Para as pessoas de qualquer lugar do mundo que querem viver nos Estados Unidos de forma permanente e querem ter a liberdade de se ausentar do país pelo tempo que quiser sem ter que notificar as autoridades da imigração americana, a cidadania é a melhor opção.

Em 2018, milhares de pessoas que estavam na fila para obter a cidadania norte-americana finalmente foram declaradas cidadãs naturalizadas. A celebração aconteceu em setembro, período no qual os americanos homenageiam a Constituição do país. “A Constituição desempenha um papel essencial na vida de todos os americanos, mas especialmente para aqueles que são americanos por opção”, afirmou L. Francis Cissna, diretor de Serviços de Cidadania e Imigração dos EUA. “Ela não apenas estabelece o Estado de Direito, mas também cria a estrutura para o sistema de imigração legal que existe hoje, capacitando os imigrantes a se tornarem cidadãos.”

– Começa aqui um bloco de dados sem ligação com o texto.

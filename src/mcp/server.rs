use serde_json::{json, Value};
use tokio::io::{AsyncBufRead, AsyncBufReadExt, AsyncWrite, AsyncWriteExt};

use super::tools::{call_tool, tool_definitions};
use super::{AgentContext, ApiClient, PROTOCOL_VERSION, SERVER_NAME};

const PARSE_ERROR: i64 = -32700;
const METHOD_NOT_FOUND: i64 = -32601;

/// JSON-RPC 2.0 loop over newline-delimited messages.
pub struct McpServer<C> {
    client: C,
    context: AgentContext,
}

impl<C: ApiClient> McpServer<C> {
    pub fn new(client: C) -> Self {
        Self {
            client,
            context: AgentContext::default(),
        }
    }

    pub fn context(&self) -> &AgentContext {
        &self.context
    }

    /// Handles one incoming line. Notifications and blank lines produce no
    /// response.
    pub async fn handle_line(&mut self, line: &str) -> Option<Value> {
        let line = line.trim();
        if line.is_empty() {
            return None;
        }
        let message: Value = match serde_json::from_str(line) {
            Ok(message) => message,
            Err(err) => {
                tracing::warn!(error = %err, "unparseable message");
                return Some(error_response(Value::Null, PARSE_ERROR, "Parse error"));
            }
        };
        self.handle_message(message).await
    }

    pub async fn handle_message(&mut self, message: Value) -> Option<Value> {
        let method = message
            .get("method")
            .and_then(Value::as_str)
            .unwrap_or_default()
            .to_string();
        let id = message.get("id").cloned();
        let params = message.get("params").cloned().unwrap_or(Value::Null);

        let result = match method.as_str() {
            "initialize" => json!({
                "protocolVersion": PROTOCOL_VERSION,
                "capabilities": { "tools": {} },
                "serverInfo": {
                    "name": SERVER_NAME,
                    "version": env!("CARGO_PKG_VERSION"),
                },
            }),
            "notifications/initialized" => return None,
            "ping" => json!({}),
            "tools/list" => json!({ "tools": tool_definitions() }),
            "tools/call" => self.call(&params).await,
            _ => {
                // Unknown notifications are dropped silently.
                let id = id?;
                return Some(error_response(
                    id,
                    METHOD_NOT_FOUND,
                    &format!("Method not found: {method}"),
                ));
            }
        };

        id.map(|id| json!({ "jsonrpc": "2.0", "id": id, "result": result }))
    }

    async fn call(&mut self, params: &Value) -> Value {
        let name = params
            .get("name")
            .and_then(Value::as_str)
            .unwrap_or_default();
        let args = params
            .get("arguments")
            .cloned()
            .unwrap_or_else(|| json!({}));

        match call_tool(&self.client, &mut self.context, name, &args).await {
            Ok(value) => text_content(&value, false),
            Err(err) => {
                tracing::warn!(tool = name, error = %err, "tool call failed");
                text_content(&json!({ "error": err.to_string() }), true)
            }
        }
    }

    /// Serves until the reader reaches end of input.
    pub async fn run<R, W>(&mut self, reader: R, mut writer: W) -> std::io::Result<()>
    where
        R: AsyncBufRead + Unpin,
        W: AsyncWrite + Unpin,
    {
        let mut lines = reader.lines();
        while let Some(line) = lines.next_line().await? {
            if let Some(response) = self.handle_line(&line).await {
                let mut payload = response.to_string();
                payload.push('\n');
                writer.write_all(payload.as_bytes()).await?;
                writer.flush().await?;
            }
        }
        tracing::info!("input closed, stopping");
        Ok(())
    }
}

fn text_content(value: &Value, is_error: bool) -> Value {
    let text = serde_json::to_string_pretty(value).unwrap_or_else(|_| value.to_string());
    let mut result = json!({ "content": [{ "type": "text", "text": text }] });
    if is_error {
        result["isError"] = Value::Bool(true);
    }
    result
}

fn error_response(id: Value, code: i64, message: &str) -> Value {
    json!({
        "jsonrpc": "2.0",
        "id": id,
        "error": { "code": code, "message": message },
    })
}
pub mod config;
pub mod db;
pub mod enums;
pub mod error;
pub mod markdown;
pub mod mcp;
pub mod models;
pub mod notify;
pub mod routes;
pub mod schema;
pub mod services;
pub mod state;
pub mod views;
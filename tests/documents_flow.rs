mod common;

use anyhow::Result;
use axum::http::StatusCode;
use common::{acquire_db_lock, uuid_at, TestApp};
use serde_json::{json, Value};

#[tokio::test]
async fn document_tree_versions_and_deletion() -> Result<()> {
    let _lock = acquire_db_lock().await;
    let app = TestApp::new().await?;

    let (session, alice_id) = app.session_with_participant("Spécifications", "Alice").await?;
    let session_id = uuid_at(&session, "/id")?;
    let documents_path = format!("/api/sessions/{session_id}/documents");

    let root = app
        .post_json(
            &documents_path,
            &json!({
                "title": "Architecture Générale",
                "content": "# Vue d'ensemble",
                "type": "synthesis",
                "participant_id": alice_id,
            }),
            None,
        )
        .await?;
    let root = app.expect_json(root, StatusCode::CREATED).await?;
    let root_id = uuid_at(&root, "/id")?;
    assert_eq!(root["slug"], "architecture-generale");
    assert_eq!(root["type"], "synthesis");
    assert_eq!(root["current_version"], 1);
    assert_eq!(root["sort_order"], 0);

    // Same title, same session: the slug gets a counter.
    let twin = app
        .post_json(&documents_path, &json!({ "title": "Architecture générale" }), None)
        .await?;
    let twin = app.expect_json(twin, StatusCode::CREATED).await?;
    assert_eq!(twin["slug"], "architecture-generale-1");
    assert_eq!(twin["sort_order"], 1);

    let child = app
        .post_json(
            &documents_path,
            &json!({ "title": "Base de données", "parent_id": root_id }),
            None,
        )
        .await?;
    let child = app.expect_json(child, StatusCode::CREATED).await?;
    let child_id = uuid_at(&child, "/id")?;
    assert_eq!(child["parent_id"], root_id.to_string());
    assert_eq!(child["type"], "general");

    let bad_type = app
        .post_json(&documents_path, &json!({ "title": "X", "type": "memo" }), None)
        .await?;
    let error = app.expect_json(bad_type, StatusCode::BAD_REQUEST).await?;
    assert_eq!(error["error"], "Type de document invalide");

    let roots = app.get(&documents_path, None).await?;
    let roots = app.expect_json(roots, StatusCode::OK).await?;
    let titles: Vec<&str> = roots["documents"]
        .as_array()
        .map(|docs| docs.iter().filter_map(|doc| doc["title"].as_str()).collect())
        .unwrap_or_default();
    assert_eq!(titles, vec!["Architecture Générale", "Architecture générale"]);
    assert!(roots["documents"][0].get("content").is_none());

    let children = app
        .get(&format!("{documents_path}?parent_id={root_id}"), None)
        .await?;
    let children = app.expect_json(children, StatusCode::OK).await?;
    assert_eq!(children["documents"].as_array().map(Vec::len), Some(1));

    let by_slug = app
        .get(&format!("{documents_path}/by-slug/architecture-generale"), None)
        .await?;
    let by_slug = app.expect_json(by_slug, StatusCode::OK).await?;
    assert_eq!(by_slug["id"], root_id.to_string());
    assert_eq!(by_slug["content"], "# Vue d'ensemble");

    // Title-only changes keep the version.
    let renamed = app
        .patch_json(
            &format!("/api/documents/{root_id}"),
            &json!({ "title": "Architecture" }),
            None,
        )
        .await?;
    let renamed = app.expect_json(renamed, StatusCode::OK).await?;
    assert_eq!(renamed["current_version"], 1);

    let edited = app
        .patch_json(
            &format!("/api/documents/{root_id}"),
            &json!({
                "content": "# Vue d'ensemble\n\nDétails",
                "participant_id": alice_id,
                "change_description": "Ajout des détails",
            }),
            None,
        )
        .await?;
    let edited = app.expect_json(edited, StatusCode::OK).await?;
    assert_eq!(edited["current_version"], 2);

    let versions = app
        .get(&format!("/api/documents/{root_id}/versions"), None)
        .await?;
    let versions = app.expect_json(versions, StatusCode::OK).await?;
    let versions = versions["versions"].as_array().cloned().unwrap_or_default();
    assert_eq!(versions.len(), 2);
    assert_eq!(versions[0]["change_description"], "Version initiale");
    assert_eq!(versions[1]["author"], "Alice");
    assert_eq!(versions[1]["change_description"], "Ajout des détails");
    assert!(versions[1].get("content").is_none());

    let with_content = app
        .get(
            &format!("/api/documents/{root_id}/versions?include_content=true"),
            None,
        )
        .await?;
    let with_content = app.expect_json(with_content, StatusCode::OK).await?;
    assert_eq!(with_content["versions"][0]["content"], "# Vue d'ensemble");

    let deleted = app.delete(&format!("/api/documents/{root_id}"), None).await?;
    let deleted = app.expect_json(deleted, StatusCode::OK).await?;
    assert_eq!(deleted["success"], true);
    let removed: Vec<Value> = deleted["deleted"].as_array().cloned().unwrap_or_default();
    assert_eq!(
        removed,
        vec![json!(child_id.to_string()), json!(root_id.to_string())]
    );

    let gone = app.get(&format!("/api/documents/{child_id}"), None).await?;
    let error = app.expect_json(gone, StatusCode::NOT_FOUND).await?;
    assert_eq!(error["error"], "Document non trouvé");

    let events = app.publisher().events();
    assert_eq!(
        events.iter().filter(|event| **event == "document.deleted").count(),
        2
    );

    app.cleanup().await?;
    Ok(())
}

#[tokio::test]
async fn reorder_and_presence() -> Result<()> {
    let _lock = acquire_db_lock().await;
    let app = TestApp::new().await?;

    let (session, alice_id) = app.session_with_participant("Plan", "Alice").await?;
    let session_id = uuid_at(&session, "/id")?;
    let documents_path = format!("/api/sessions/{session_id}/documents");

    let mut ids = Vec::new();
    for title in ["Un", "Deux", "Trois"] {
        let created = app
            .post_json(&documents_path, &json!({ "title": title }), None)
            .await?;
        let created = app.expect_json(created, StatusCode::CREATED).await?;
        ids.push(uuid_at(&created, "/id")?);
    }

    let moved = app
        .post_json(
            &format!("/api/documents/{}/reorder", ids[2]),
            &json!({ "position": 0 }),
            None,
        )
        .await?;
    let moved = app.expect_json(moved, StatusCode::OK).await?;
    assert_eq!(moved["sort_order"], 0);

    let listed = app.get(&documents_path, None).await?;
    let listed = app.expect_json(listed, StatusCode::OK).await?;
    let titles: Vec<&str> = listed["documents"]
        .as_array()
        .map(|docs| docs.iter().filter_map(|doc| doc["title"].as_str()).collect())
        .unwrap_or_default();
    assert_eq!(titles, vec!["Trois", "Un", "Deux"]);

    let missing_position = app
        .post_json(&format!("/api/documents/{}/reorder", ids[0]), &json!({}), None)
        .await?;
    let error = app
        .expect_json(missing_position, StatusCode::BAD_REQUEST)
        .await?;
    assert_eq!(error["error"], "position est requise");

    // Reading a document with a participant records where they are.
    let viewed = app
        .get(
            &format!("/api/documents/{}?participant_id={alice_id}", ids[1]),
            None,
        )
        .await?;
    app.expect_json(viewed, StatusCode::OK).await?;
    let online = app
        .get(&format!("/api/sessions/{session_id}/participants"), None)
        .await?;
    let online = app.expect_json(online, StatusCode::OK).await?;
    assert_eq!(
        online["participants"][0]["current_document_id"],
        ids[1].to_string()
    );

    let (_, stranger_id) = app.session_with_participant("Autre", "Mallory").await?;
    let foreign = app
        .patch_json(
            &format!("/api/documents/{}", ids[0]),
            &json!({ "content": "x", "participant_id": stranger_id }),
            None,
        )
        .await?;
    let error = app.expect_json(foreign, StatusCode::BAD_REQUEST).await?;
    assert_eq!(
        error["error"],
        "Le participant n'appartient pas à cette session"
    );

    app.cleanup().await?;
    Ok(())
}
use std::env;

use anyhow::{Context, Result};
use url::Url;

use crate::db::DEFAULT_MAX_POOL_SIZE;

#[derive(Clone, Debug)]
pub struct AppConfig {
    pub database_url: String,
    pub database_max_pool_size: u32,
    pub server_host: String,
    pub server_port: u16,
    pub cors_allowed_origin: Option<String>,
    pub public_base_url: Option<String>,
    pub mercure: Option<MercureConfig>,
}

/// Hub location and the secret used to sign publisher tokens.
#[derive(Clone, Debug)]
pub struct MercureConfig {
    pub hub_url: String,
    pub jwt_secret: String,
}

impl AppConfig {
    pub fn from_env() -> Result<Self> {
        let database_url = env::var("DATABASE_URL").context("DATABASE_URL must be set")?;
        let database_max_pool_size = env::var("DATABASE_MAX_POOL_SIZE")
            .ok()
            .and_then(|value| value.parse().ok())
            .unwrap_or(DEFAULT_MAX_POOL_SIZE);
        let server_host = env::var("SERVER_HOST").unwrap_or_else(|_| "127.0.0.1".to_string());
        let server_port = env::var("SERVER_PORT")
            .unwrap_or_else(|_| "3000".to_string())
            .parse()
            .context("SERVER_PORT must be a valid u16")?;
        let cors_allowed_origin = env::var("CORS_ALLOWED_ORIGIN").ok();
        let public_base_url = env::var("PUBLIC_BASE_URL").ok();

        let mercure = match non_empty_var("MERCURE_URL") {
            Some(hub_url) => {
                Url::parse(&hub_url).context("MERCURE_URL must be a valid URL")?;
                let jwt_secret = env::var("MERCURE_JWT_SECRET")
                    .context("MERCURE_JWT_SECRET must be set when MERCURE_URL is set")?;
                Some(MercureConfig {
                    hub_url,
                    jwt_secret,
                })
            }
            None => None,
        };

        Ok(Self {
            database_url,
            database_max_pool_size,
            server_host,
            server_port,
            cors_allowed_origin,
            public_base_url,
            mercure,
        })
    }

    pub fn redacted_database_url(&self) -> String {
        redact_database_url(&self.database_url)
    }
}

fn non_empty_var(name: &str) -> Option<String> {
    env::var(name)
        .ok()
        .map(|value| value.trim().to_string())
        .filter(|value| !value.is_empty())
}

fn redact_database_url(raw: &str) -> String {
    match Url::parse(raw) {
        Ok(mut parsed) => {
            let _ = parsed.set_password(Some("*****"));
            parsed.to_string()
        }
        Err(_) => "***".to_string(),
    }
}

As cerimônias que oficializaram a naturalização de 45 mil imigrantes de todo o mundo ocorreram em famosos locais dos EUA, como a Administração Nacional de Arquivos e Registros em Washington e o Parque Nacional de Yellowstone, em Wyoming. Aconteram também em bibliotecas, faculdades e museus de diversas cidades em todo o país.

De acordo com dados recentes, a cada ano, entre 700 mil e 780 mil pessoas se tornam cidadãs dos Estados Unidos. Em 2016 e 2017 houve um aumento de 25% no número de solicitações de cidadania e em 2018 os Serviços de Cidadania e Imigração dos EUA estão prontos para concluir mais de 829 mil. Entre 2013 e 2018, 91% das pessoas que solicitaram cidadania foram aprovadas.

O Dia da Constituição e o Dia da Cidadania são ambos comemorados em 17 de setembro, data esta na qual delegados da Convenção Constitucional se reuniram pela última vez em 1787 para promulgar o documento que haviam criado.

O resultado das recentes eleições americanas, no último dia 6 de novembro, que elegeu novos governadores, deputados e senadores, além de outros cargos como Sheriff de condados, teve forte influências do resultado dessa naturalização. Muitos latinos que podiam se naturalizar para poder votar se tornaram cidadãos que desejam mudanças e vão lutar por isso.

Os democratas (liberais), por exemplo, voltaram a ter maioria na câmara de deputados e devem dar dor de cabeça ao presidente Trump. Antes os republicanos (conservadores) dominavam câmara e senado. Continuam com maioria no senado, mas a diferença diminuiu e perderam na câmara. Em contrapartida, os democratas ganharam eleições, em alguns casos, em estados tradicionalmente conservadores como o Texas e a Flórida.